Personal information
- Born: Ryusui Kin 7 January 1976 (age 50) Ōmura, Nagasaki, Japan
- Height: 1.84 m (6 ft 1⁄2 in)
- Weight: 156 kg (344 lb)

Career
- Stable: Dewanoumi
- Record: 469-453-35
- Debut: March, 1991
- Highest rank: Maegashira 6 (November, 2003)
- Retired: May, 2006
- Elder name: Takasaki
- Championships: 3 (Jūryō) 1 (Makushita)
- Last updated: Sep. 2012

= Kinkaiyama Ryū =

Sumo wrestler

Kinkaiyama Ryū (born 7 January 1976 as Ryusui Kin) is a former sumo wrestler from Ōmura, Nagasaki, Japan. He made his professional debut in March 1991, and reached the top division in July 1998. His highest rank was maegashira 6.

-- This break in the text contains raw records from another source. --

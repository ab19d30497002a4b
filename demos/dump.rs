//! Print the newest sample of every enabled controller once.
//!
//! Usage: cargo run --example dump
//! Set SIXENSE_LIBRARY to point at the vendor library if it is not on the
//! loader path. Exits with status 2 when no base station is connected.

use sixense::{driver, Config, DriverConfig, NativeSdk, Outcome};

const EXIT_NO_BASES: i32 = 2;

fn main() {
    env_logger::init();

    let config = Config::from_env();
    let sdk = match NativeSdk::load(config.library.as_deref()) {
        Ok(sdk) => sdk,
        Err(e) => {
            eprintln!("Failed to load Sixense SDK: {}", e);
            std::process::exit(1);
        }
    };

    let stdout = std::io::stdout();
    let mut out = stdout.lock();
    match driver::run(sdk, &DriverConfig::from(&config), &mut out) {
        Ok(Outcome::Completed { .. }) => {}
        Ok(Outcome::NoBases) => std::process::exit(EXIT_NO_BASES),
        Err(e) => {
            eprintln!("Error: {}", e);
            std::process::exit(1);
        }
    }
}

He is of Korean heritage, became a naturalized citizen in 2000 while still active, changing his name to Matsuyama Ryusui, and married in February 2005. He retired in May 2006 to become an elder in the Japan Sumo Association, as of 2026 under the name Takasaki.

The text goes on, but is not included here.